View Single Post
Old 07-20-2017, 11:16 AM   #3
karbomusic
Human being with feelings
 
karbomusic's Avatar
 
Join Date: May 2009
Posts: 29,260
Default

Quote:
Originally Posted by ashcat_lt View Post
I think you will find that in context it's a non-issue. As long as your interface's drivers are honest with Reaper, it pretty much just works. Maybe I've never recorded anything that needed to be that tight and I definitely don't have a clue how they really do it behind the scenes. I have always just trusted that Reaper knows I'm hearing it late AND that it's hearing me late, and automagically somehow, when you play it back it's just like if you were tracking to tape. Sounds fine to me.

You can try a loopback test, but I'm not sure that's actually fair. Somehow it feels like there's an extra layer of something happening in there that makes it not exactly the same as how it works when overdubbing.

I am vaguely interested in learning more, but honestly it's always seemed to work fine.
Yea, I'm well versed in the bulk of that, including loopback and how some users anticipate... some use what they hear and some use what they feel in their wrist to compensate - this is specifically important with automatic delay compensation because some players create that adjustment in their playing using different methods (which can counteract that compensation) and I've seen a number of threads where this came up but no one actually realized what the difference was, so it isn't always a non-issue.
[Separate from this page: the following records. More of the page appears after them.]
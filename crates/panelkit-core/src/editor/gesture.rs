//! Pointer gestures: click selection, move, resize and drag-out.

use super::{EditController, GuideLines};
use crate::actions::GeometryCapture;
use crate::handles::{ResizeZone, hit_zone};
use crate::input::{Instant, Modifiers};
use crate::selection::Selection;
use crate::transfer;
use crate::tree::ViewId;
use kurbo::Point;

/// What the host should do after a pointer event.
#[derive(Debug, Clone, PartialEq)]
pub enum PointerResult {
    /// The editor consumed the event.
    Handled,
    /// The event was not for the editor.
    NotHandled,
    /// Start a platform drag carrying these transfer bytes.
    DragOut(Vec<u8>),
}

/// Observable gesture phase.
#[derive(Debug, Clone, Copy, PartialEq, Eq)]
pub enum GestureState {
    Idle,
    PendingDrag,
    Moving,
    Resizing(ResizeZone),
}

#[derive(Debug, Default)]
pub(super) enum Gesture {
    #[default]
    Idle,
    /// Button down on a view body; nothing has moved yet.
    PendingDrag {
        hit: ViewId,
        /// Last grid-snapped pointer position.
        last: Point,
        began: Instant,
        /// Collapse a multi-selection to `hit` if the button comes up unmoved.
        collapse: bool,
    },
    Moving {
        last: Point,
        began: Instant,
        capture: GeometryCapture,
    },
    Resizing {
        id: ViewId,
        zone: ResizeZone,
        capture: GeometryCapture,
    },
}

impl EditController {
    pub fn gesture_state(&self) -> GestureState {
        match &self.gesture {
            Gesture::Idle => GestureState::Idle,
            Gesture::PendingDrag { .. } => GestureState::PendingDrag,
            Gesture::Moving { .. } => GestureState::Moving,
            Gesture::Resizing { zone, .. } => GestureState::Resizing(*zone),
        }
    }

    /// Guide lines to draw, if any.
    pub fn guides(&self) -> Option<GuideLines> {
        self.guides
    }

    /// The resize zone under `point`, for cursor feedback.
    pub fn hover_zone(&self, point: Point) -> Option<ResizeZone> {
        if !self.editing {
            return None;
        }
        let id = self.selection.single()?;
        let rect = self.tree.global_frame(id)?;
        hit_zone(
            rect,
            point,
            self.config.handle_size,
            self.config.min_edge_handle_extent,
            id == self.tree.root(),
        )
    }

    pub fn pointer_down(&mut self, pos: Point, modifiers: Modifiers, now: Instant) -> PointerResult {
        if !self.editing {
            return PointerResult::NotHandled;
        }
        if self.attribute_edit.is_some() {
            self.commit_attribute_edit();
        }
        if !matches!(self.gesture, Gesture::Idle) {
            return PointerResult::Handled;
        }

        if let Some(zone) = self.hover_zone(pos) {
            if let Some(id) = self.selection.single() {
                self.gesture = Gesture::Resizing {
                    id,
                    zone,
                    capture: GeometryCapture::capture(&self.tree, [id]),
                };
                self.update_resize_guides(id);
                return PointerResult::Handled;
            }
        }

        let root = self.tree.root();
        let hit = match self.tree.view_at(pos) {
            Some(id) if id != root => id,
            Some(_) => {
                if modifiers.is_empty() {
                    self.selection.clear();
                }
                return PointerResult::Handled;
            }
            None => {
                if modifiers.is_empty() {
                    self.selection.clear();
                }
                return PointerResult::NotHandled;
            }
        };
        let was_selected = self.selection.contains(hit);

        if modifiers.alt {
            if !was_selected {
                self.selection.set_exclusive(hit);
            }
            return self.drag_out(pos);
        }
        if modifiers.command() && was_selected {
            self.selection.remove(hit);
            return PointerResult::Handled;
        }
        if modifiers.command() || modifiers.shift {
            self.selection.add(hit);
        } else if !was_selected {
            self.selection.set_exclusive(hit);
        }

        let last = self.snap(pos);
        if let Some(bounds) = self.selection.bounds(&self.tree) {
            self.selection.set_drag_offset(Some(pos - bounds.origin()));
        }
        self.gesture = Gesture::PendingDrag {
            hit,
            last,
            began: now,
            collapse: was_selected && modifiers.is_empty(),
        };
        PointerResult::Handled
    }

    pub fn pointer_move(&mut self, pos: Point, _modifiers: Modifiers, now: Instant) -> PointerResult {
        if !self.editing {
            return PointerResult::NotHandled;
        }
        let snapped = self.snap(pos);
        match std::mem::take(&mut self.gesture) {
            Gesture::Idle => PointerResult::NotHandled,
            Gesture::PendingDrag {
                hit,
                last,
                began,
                collapse,
            } => {
                if snapped == last {
                    self.gesture = Gesture::PendingDrag {
                        hit,
                        last,
                        began,
                        collapse,
                    };
                    return PointerResult::Handled;
                }
                let capture = GeometryCapture::capture(&self.tree, self.movable());
                self.move_captured(&capture, snapped - last);
                self.gesture = Gesture::Moving {
                    last: snapped,
                    began,
                    capture,
                };
                self.refresh_move_guides(now);
                PointerResult::Handled
            }
            Gesture::Moving {
                last,
                began,
                capture,
            } => {
                if snapped != last {
                    self.move_captured(&capture, snapped - last);
                }
                self.gesture = Gesture::Moving {
                    last: snapped,
                    began,
                    capture,
                };
                self.refresh_move_guides(now);
                PointerResult::Handled
            }
            Gesture::Resizing { id, zone, capture } => {
                self.resize_to(id, zone, snapped);
                self.gesture = Gesture::Resizing { id, zone, capture };
                self.update_resize_guides(id);
                PointerResult::Handled
            }
        }
    }

    pub fn pointer_up(&mut self, pos: Point, modifiers: Modifiers, now: Instant) -> PointerResult {
        if !self.editing {
            return PointerResult::NotHandled;
        }
        if matches!(self.gesture, Gesture::Moving { .. } | Gesture::Resizing { .. }) {
            self.pointer_move(pos, modifiers, now);
        }
        self.guides = None;
        self.selection.set_drag_offset(None);
        match std::mem::take(&mut self.gesture) {
            Gesture::Idle => PointerResult::NotHandled,
            Gesture::PendingDrag { hit, collapse, .. } => {
                if collapse {
                    self.selection.set_exclusive(hit);
                }
                PointerResult::Handled
            }
            Gesture::Moving { capture, .. } | Gesture::Resizing { capture, .. } => {
                if let Some(action) = capture.finish(&self.tree) {
                    self.perform_action(Box::new(action));
                }
                PointerResult::Handled
            }
        }
    }

    /// Drive timers. Returns `true` when something needs redrawing.
    pub fn poll(&mut self, now: Instant) -> bool {
        if matches!(self.gesture, Gesture::Moving { .. }) {
            let before = self.guides;
            self.refresh_move_guides(now);
            return before != self.guides;
        }
        false
    }

    /// Abandon the current gesture, putting moved or resized views back.
    pub fn cancel_gesture(&mut self) -> bool {
        let cancelled = match std::mem::take(&mut self.gesture) {
            Gesture::Idle => false,
            Gesture::PendingDrag { .. } => true,
            Gesture::Moving { capture, .. } | Gesture::Resizing { capture, .. } => {
                capture.restore(&mut self.tree);
                true
            }
        };
        if cancelled {
            self.guides = None;
            self.selection.set_drag_offset(None);
        }
        cancelled
    }

    fn drag_out(&mut self, pos: Point) -> PointerResult {
        let ids = self.movable();
        if ids.is_empty() {
            return PointerResult::Handled;
        }
        let mut dragged = Selection::default();
        dragged.set_all(ids);
        let bytes = transfer::serialize(&self.tree, &dragged, &self.registry, &self.catalog, pos);
        log::debug!("drag out of {} views", dragged.len());
        PointerResult::DragOut(bytes)
    }

    fn move_captured(&mut self, capture: &GeometryCapture, delta: kurbo::Vec2) {
        for id in capture.ids() {
            if let Some(node) = self.tree.get_mut(id) {
                node.offset(delta);
            }
        }
    }

    /// Move `id`'s edges named by `zone` to root-space `point`.
    fn resize_to(&mut self, id: ViewId, zone: ResizeZone, point: Point) {
        let local = match self.tree.parent(id) {
            Some(parent) => self.tree.to_local(parent, point),
            None => point,
        };
        if let Some(node) = self.tree.get_mut(id) {
            node.frame = zone.resize(node.frame, local);
        }
    }

    fn refresh_move_guides(&mut self, now: Instant) {
        let Gesture::Moving { began, capture, .. } = &self.gesture else {
            return;
        };
        if now.saturating_duration_since(*began) < self.config.guide_delay() {
            return;
        }
        let ids: Vec<ViewId> = capture.ids().collect();
        self.guides = self.bounds_of(&ids).map(GuideLines::selection);
    }

    fn update_resize_guides(&mut self, id: ViewId) {
        self.guides = self.tree.global_frame(id).map(GuideLines::selection);
    }
}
Also, the often repeated no one can tell sub 10ms latencies simply isn't true (I've supported both sides of that argument but now I know the real answer), and understanding this in general would help those people. My main personal interest ended up being the finding that I never imagined really good players, are surely in that ~1 ms range of accuracy timing wise. Another point of interest that I'll gently present, if a persons timing resolution is 2ms or above, then none of this matters because they can't consistently perform any tighter that the latency itself.


*** Something I should clear up concerning the wrist statement et al. Some players strike their note, then listen for it to come back out of the monitors as their audial queue as to where the note lives in time and readjust their playing accordingly. However, others use the flick/vibration in their wrist as they create the note, which bypasses the monitoring part of the latency, thusly the note will fall differently on the timeline based on the method used.
__________________
Music is what feelings sound like.

Last edited by karbomusic; 07-20-2017 at 11:49 AM.